Allen explicou que o vídeo também foi em resposta aos cristãos que se sentiram desconfortáveis ​​com a notícia de que eles rezaram por Trump em sua visita à igreja.
“E então, eu só senti a necessidade de abordar a hipocrisia dos cristãos estarem chateados por nós orarmos por nosso líder na América, quer concordássemos com o presidente Trump ou não”, explicou ele. “O vídeo foi mesmo para pessoas que acreditam que Donald Trump é uma ‘pessoa horrível, racista e intolerante’.” Não é esse o tipo de pessoas que você deveria querer orar também?
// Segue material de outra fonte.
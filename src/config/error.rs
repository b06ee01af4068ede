//! Failures while locating, parsing or checking the capture settings.

use std::path::PathBuf;
use thiserror::Error;

#[derive(Debug, Error)]
pub enum ConfigError {
    /// `--config` named a file that is not there.
    #[error("Config file {0} does not exist")]
    NotFound(PathBuf),

    #[error("Cannot read config file {path}: {source}")]
    ReadError {
        path: PathBuf,
        #[source]
        source: std::io::Error,
    },

    #[error("Config file is not valid TOML: {0}")]
    ParseError(#[from] toml::de::Error),

    /// Only reachable through `--dump-config`.
    #[error("Cannot render config as TOML: {0}")]
    SerializeError(#[from] toml::ser::Error),

    /// A setting parsed but cannot drive a capture (zero height, empty output path, ...).
    #[error("Setting '{key}' rejected: {message}")]
    ValidationError { key: String, message: String },

    /// A `SERIAL_FRAMEGRAB_*` override could not be parsed.
    #[error("Override {var} rejected: {message}")]
    EnvParseError { var: String, message: String },
}

impl ConfigError {
    pub fn validation(key: impl Into<String>, message: impl Into<String>) -> Self {
        Self::ValidationError {
            key: key.into(),
            message: message.into(),
        }
    }

    pub fn env_parse(var: impl Into<String>, message: impl Into<String>) -> Self {
        Self::EnvParseError {
            var: var.into(),
            message: message.into(),
        }
    }
}

pub type ConfigResult<T> = Result<T, ConfigError>;

#[cfg(test)]
mod tests {
    use super::*;

    #[test]
    fn test_messages_name_the_offending_setting() {
        let err = ConfigError::validation("capture.height", "must be positive");
        assert_eq!(
            err.to_string(),
            "Setting 'capture.height' rejected: must be positive"
        );

        let err = ConfigError::env_parse("SERIAL_FRAMEGRAB_SERIAL_BAUD_RATE", "Invalid baud rate");
        assert!(err.to_string().contains("SERIAL_FRAMEGRAB_SERIAL_BAUD_RATE"));
    }
}
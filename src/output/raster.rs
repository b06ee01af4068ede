//! Lossless PNG rendering of a pixel grid.

use crate::capture::PixelGrid;
use crate::error::{AppError, AppResult};
use image::{ColorType, ImageFormat};
use std::path::Path;
use std::process::Command;
use tracing::{debug, warn};

fn color_type(channels: usize) -> Option<ColorType> {
    match channels {
        1 => Some(ColorType::L8),
        2 => Some(ColorType::La8),
        3 => Some(ColorType::Rgb8),
        4 => Some(ColorType::Rgba8),
        _ => None,
    }
}

pub fn write_png(grid: &PixelGrid, path: &Path) -> AppResult<()> {
    let dims = grid.dims();
    let color = color_type(dims.channels).ok_or_else(|| {
        AppError::InvalidDimensions(format!("{} channels cannot be encoded", dims.channels))
    })?;
    let width = u32::try_from(dims.width)
        .map_err(|_| AppError::InvalidDimensions(format!("width {} too large", dims.width)))?;
    let height = u32::try_from(dims.height)
        .map_err(|_| AppError::InvalidDimensions(format!("height {} too large", dims.height)))?;

    image::save_buffer_with_format(path, grid.as_bytes(), width, height, color, ImageFormat::Png)
        .map_err(|e| AppError::output(path, e))
}

/// Hand the image to the desktop viewer. Failures are logged, never returned.
pub fn show_image(path: &Path) {
    let mut command = if cfg!(target_os = "windows") {
        let mut c = Command::new("cmd");
        c.args(["/C", "start", ""]).arg(path);
        c
    } else if cfg!(target_os = "macos") {
        let mut c = Command::new("open");
        c.arg(path);
        c
    } else {
        let mut c = Command::new("xdg-open");
        c.arg(path);
        c
    };

    match command.spawn() {
        Ok(child) => debug!(pid = child.id(), "viewer launched for {}", path.display()),
        Err(e) => warn!("Could not open {}: {}", path.display(), e),
    }
}
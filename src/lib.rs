//! Serial Framegrab Library
//!
//! Acquires a fixed-size raster image that a device streams over a serial link
//! with no framing, one byte per channel in raster order, and saves it as a
//! nested JSON dump and a PNG.
//!
//! # Modules
//!
//! - `config`: Configuration management with TOML support
//! - `error`: Unified error handling
//! - `port`: Port abstraction layer for serial communication
//! - `discovery`: Platform device enumeration, liveness probing and selection
//! - `capture`: Pixel grid, stream decoder and cancellation
//! - `output`: JSON dump and PNG persistence
//! - `pipeline`: The end-to-end acquisition sequence
//! - `logging`: Tracing subscriber setup

pub mod capture;
pub mod config;
pub mod discovery;
pub mod error;
pub mod logging;
pub mod output;
pub mod pipeline;
pub mod port;

// Re-export commonly used types for convenience
pub use capture::{
    CancellationToken, CaptureResult, Completion, Dimensions, LogProgress, NoProgress, PixelGrid,
    Progress, StreamDecoder,
};
pub use config::{Config, ConfigError, ConfigLoader, ConfigResult};
pub use discovery::{select, CandidateSource, Platform, PlatformScan, PortEnumerator};
pub use error::{AppError, AppResult};
pub use output::{load_dump, OutputWriter};
pub use pipeline::{Pipeline, RunSummary};
pub use port::{
    DeviceHandle, MockOpener, MockSerialPort, PortConfiguration, PortError, PortOpener,
    SerialPortAdapter, SerialPortOpener, SyncSerialPort,
};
“Então eu fiz um vídeo e basicamente fiz uma legenda dizendo: ‘Os cristãos verdadeiros rezam por todos’, ele explicou.” Poucos dias depois, recebi uma notificação do Facebook de que eu havia violado os padrões comunitários de ‘discurso de ódio’. Então eles tiraram o vídeo do ar, eles o removeram, eu não tenho apelo … nada. Eu achei incrivelmente triste que eles considerassem um convite para orar pelo Presidente dos Estados Unidos como um ‘discurso de ódio’.
“Então, isso significa que as pessoas relataram isso como discurso de ódio”, continuou ele. “O Facebook investigou e eles consideraram o discurso de ódio”.
Quando perguntaram a Allen se ele achava que, se os grandes gigantes da tecnologia estivessem se unindo para reprimir publicações conservadoras, ele respondeu afirmativamente.
“Definitivamente parece haver um ataque aberto, uma queda extrema e drástica no engajamento, uma nova contagem de seguidores, uma proibição de seguir”, explicou ele. “Nós vimos cada pedacinho nas últimas duas ou três semanas. É muito óbvio que algo está acontecendo.”